Records supplied Block Start

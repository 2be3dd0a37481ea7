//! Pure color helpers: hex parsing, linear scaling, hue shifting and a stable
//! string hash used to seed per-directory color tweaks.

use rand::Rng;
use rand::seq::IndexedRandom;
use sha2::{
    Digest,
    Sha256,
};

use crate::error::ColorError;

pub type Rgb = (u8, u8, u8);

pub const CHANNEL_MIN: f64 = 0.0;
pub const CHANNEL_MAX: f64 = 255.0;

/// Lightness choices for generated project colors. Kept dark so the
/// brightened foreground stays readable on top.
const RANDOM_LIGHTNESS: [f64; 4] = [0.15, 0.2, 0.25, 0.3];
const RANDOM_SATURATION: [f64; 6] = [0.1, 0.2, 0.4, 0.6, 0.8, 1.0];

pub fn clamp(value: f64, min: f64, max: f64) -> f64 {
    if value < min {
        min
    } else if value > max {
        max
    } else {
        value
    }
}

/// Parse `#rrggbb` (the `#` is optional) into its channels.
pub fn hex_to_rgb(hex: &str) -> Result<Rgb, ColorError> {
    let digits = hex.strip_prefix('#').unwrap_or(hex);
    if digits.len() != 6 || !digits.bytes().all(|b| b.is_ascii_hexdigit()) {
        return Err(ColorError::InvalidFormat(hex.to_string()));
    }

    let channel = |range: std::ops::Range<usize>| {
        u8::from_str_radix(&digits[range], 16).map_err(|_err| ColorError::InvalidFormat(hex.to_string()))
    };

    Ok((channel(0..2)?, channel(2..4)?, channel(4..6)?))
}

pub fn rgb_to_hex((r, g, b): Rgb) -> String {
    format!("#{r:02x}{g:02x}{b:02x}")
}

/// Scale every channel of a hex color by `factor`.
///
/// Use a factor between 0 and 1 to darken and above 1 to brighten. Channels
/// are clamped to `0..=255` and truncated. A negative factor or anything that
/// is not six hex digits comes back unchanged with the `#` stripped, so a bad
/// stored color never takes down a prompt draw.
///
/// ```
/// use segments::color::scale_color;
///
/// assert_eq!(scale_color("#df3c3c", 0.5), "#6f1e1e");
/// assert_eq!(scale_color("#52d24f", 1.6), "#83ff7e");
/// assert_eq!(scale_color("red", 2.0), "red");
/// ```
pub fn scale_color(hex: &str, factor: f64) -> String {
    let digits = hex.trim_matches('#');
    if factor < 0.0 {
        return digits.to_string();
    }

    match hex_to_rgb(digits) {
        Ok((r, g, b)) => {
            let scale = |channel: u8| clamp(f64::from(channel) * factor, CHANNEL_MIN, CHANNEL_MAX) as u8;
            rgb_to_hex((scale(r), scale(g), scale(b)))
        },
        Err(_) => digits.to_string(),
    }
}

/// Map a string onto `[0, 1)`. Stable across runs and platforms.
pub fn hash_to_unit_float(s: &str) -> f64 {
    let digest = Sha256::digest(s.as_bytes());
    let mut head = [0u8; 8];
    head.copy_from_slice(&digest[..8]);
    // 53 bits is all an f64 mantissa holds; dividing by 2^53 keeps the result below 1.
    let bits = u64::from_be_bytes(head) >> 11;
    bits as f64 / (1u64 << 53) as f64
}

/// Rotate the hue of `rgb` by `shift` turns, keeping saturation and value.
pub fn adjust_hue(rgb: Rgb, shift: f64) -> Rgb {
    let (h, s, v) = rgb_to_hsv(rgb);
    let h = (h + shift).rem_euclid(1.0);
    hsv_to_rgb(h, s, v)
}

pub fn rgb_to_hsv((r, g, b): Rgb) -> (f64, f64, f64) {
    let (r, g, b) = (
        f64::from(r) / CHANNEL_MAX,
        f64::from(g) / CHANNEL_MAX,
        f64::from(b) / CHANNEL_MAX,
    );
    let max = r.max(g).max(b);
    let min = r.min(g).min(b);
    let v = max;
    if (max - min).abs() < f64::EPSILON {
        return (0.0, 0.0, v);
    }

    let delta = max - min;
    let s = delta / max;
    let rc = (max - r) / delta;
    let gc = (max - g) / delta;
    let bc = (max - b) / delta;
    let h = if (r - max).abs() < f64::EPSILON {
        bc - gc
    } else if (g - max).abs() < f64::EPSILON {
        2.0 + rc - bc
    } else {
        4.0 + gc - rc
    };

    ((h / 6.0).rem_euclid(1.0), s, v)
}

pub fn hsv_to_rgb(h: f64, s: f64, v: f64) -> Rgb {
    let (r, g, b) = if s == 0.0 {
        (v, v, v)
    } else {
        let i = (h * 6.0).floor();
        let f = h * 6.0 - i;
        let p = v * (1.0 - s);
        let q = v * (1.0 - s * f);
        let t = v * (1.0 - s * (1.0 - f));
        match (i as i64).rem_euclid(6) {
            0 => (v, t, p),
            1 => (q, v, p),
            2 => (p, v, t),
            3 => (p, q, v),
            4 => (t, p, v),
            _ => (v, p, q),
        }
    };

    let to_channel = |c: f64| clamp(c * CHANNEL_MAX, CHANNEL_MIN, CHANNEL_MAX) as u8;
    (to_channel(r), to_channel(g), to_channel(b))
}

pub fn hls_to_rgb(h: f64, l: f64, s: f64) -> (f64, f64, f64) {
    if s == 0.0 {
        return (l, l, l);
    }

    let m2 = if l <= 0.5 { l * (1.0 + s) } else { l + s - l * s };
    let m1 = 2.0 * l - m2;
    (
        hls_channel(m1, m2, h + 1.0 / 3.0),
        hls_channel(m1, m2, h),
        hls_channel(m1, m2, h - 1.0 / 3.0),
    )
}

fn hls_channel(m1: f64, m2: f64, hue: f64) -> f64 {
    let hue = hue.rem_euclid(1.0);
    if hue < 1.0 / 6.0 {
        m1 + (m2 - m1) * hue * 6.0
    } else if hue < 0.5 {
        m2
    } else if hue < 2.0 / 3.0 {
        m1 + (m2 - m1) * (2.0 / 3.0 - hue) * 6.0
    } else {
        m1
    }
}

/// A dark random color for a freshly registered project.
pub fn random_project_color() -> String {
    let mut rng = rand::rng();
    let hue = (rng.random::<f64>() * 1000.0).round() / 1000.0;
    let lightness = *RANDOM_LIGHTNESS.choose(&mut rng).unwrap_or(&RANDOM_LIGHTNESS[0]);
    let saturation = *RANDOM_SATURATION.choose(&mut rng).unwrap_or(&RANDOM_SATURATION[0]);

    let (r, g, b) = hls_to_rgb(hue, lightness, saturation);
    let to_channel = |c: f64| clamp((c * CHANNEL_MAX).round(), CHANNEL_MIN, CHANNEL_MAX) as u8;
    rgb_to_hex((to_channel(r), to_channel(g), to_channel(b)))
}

Records supplied Block End

● Work required
Copy out only the lines running from the beginning of the data to the line with "into its channels.", both ends included.

● Response
repository 2be3dd0a37481ea7
//! Pure color helpers: hex parsing, linear scaling, hue shifting and a stable
//! string hash used to seed per-directory color tweaks.

use rand::Rng;
use rand::seq::IndexedRandom;
use sha2::{
    Digest,
    Sha256,
};

use crate::error::ColorError;

pub type Rgb = (u8, u8, u8);

pub const CHANNEL_MIN: f64 = 0.0;
pub const CHANNEL_MAX: f64 = 255.0;

/// Lightness choices for generated project colors. Kept dark so the
/// brightened foreground stays readable on top.
const RANDOM_LIGHTNESS: [f64; 4] = [0.15, 0.2, 0.25, 0.3];
const RANDOM_SATURATION: [f64; 6] = [0.1, 0.2, 0.4, 0.6, 0.8, 1.0];

pub fn clamp(value: f64, min: f64, max: f64) -> f64 {
    if value < min {
        min
    } else if value > max {
        max
    } else {
        value
    }
}

/// Parse `#rrggbb` (the `#` is optional) into its channels.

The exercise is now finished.